◆ Task ◆
Collect every line below that contains the word "discounts".
Segment Start: The data
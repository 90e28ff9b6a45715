use rust_decimal::Decimal;
use tracing::warn;

use crate::modules::taxes::models::TaxRate;

/// Tax owed on the taxable share of a program after discounts.
///
/// A program can mix taxable and non-taxable lines, so a flat discount is
/// apportioned pro rata and tax is charged on the net taxable remainder:
///
/// ```text
/// taxable_percentage        = total_taxable_charge / total_charge
/// taxable_discount          = |discounts| * taxable_percentage
/// discounted_taxable_charge = total_taxable_charge - taxable_discount
/// tax                       = discounted_taxable_charge * tax_rate
/// ```
///
/// Returns zero when either charge is zero or negative. The result is not
/// rounded.
pub fn calculate_tax_on_taxable_items(
    total_charge: Decimal,
    total_taxable_charge: Decimal,
    discounts: Decimal,
    tax_rate: TaxRate,
) -> Decimal {
    if total_charge <= Decimal::ZERO || total_taxable_charge <= Decimal::ZERO {
        return Decimal::ZERO;
    }

    if total_taxable_charge > total_charge {
        warn!(
            total_charge = %total_charge,
            total_taxable_charge = %total_taxable_charge,
            "Taxable charge exceeds total charge; tax computed unclamped"
        );
    }

    let taxable_percentage = total_taxable_charge / total_charge;
    let taxable_discount = discounts.abs() * taxable_percentage;
    let discounted_taxable_charge = total_taxable_charge - taxable_discount;

    discounted_taxable_charge * tax_rate.value()
}

/// TaxCalculator binds a configured rate to the tax formula
#[derive(Debug, Clone, Copy, Default)]
pub struct TaxCalculator {
    tax_rate: TaxRate,
}

impl TaxCalculator {
    pub fn new(tax_rate: TaxRate) -> Self {
        Self { tax_rate }
    }

    pub fn tax_rate(&self) -> TaxRate {
        self.tax_rate
    }

    pub fn calculate_tax(
        &self,
        total_charge: Decimal,
        total_taxable_charge: Decimal,
        discounts: Decimal,
    ) -> Decimal {
        calculate_tax_on_taxable_items(total_charge, total_taxable_charge, discounts, self.tax_rate)
    }
}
Segment End: The data
◆ Task solution ◆
/// Tax owed on the taxable share of a program after discounts.
/// taxable_discount          = |discounts| * taxable_percentage
    discounts: Decimal,
    let taxable_discount = discounts.abs() * taxable_percentage;
        discounts: Decimal,
        calculate_tax_on_taxable_items(total_charge, total_taxable_charge, discounts, self.tax_rate)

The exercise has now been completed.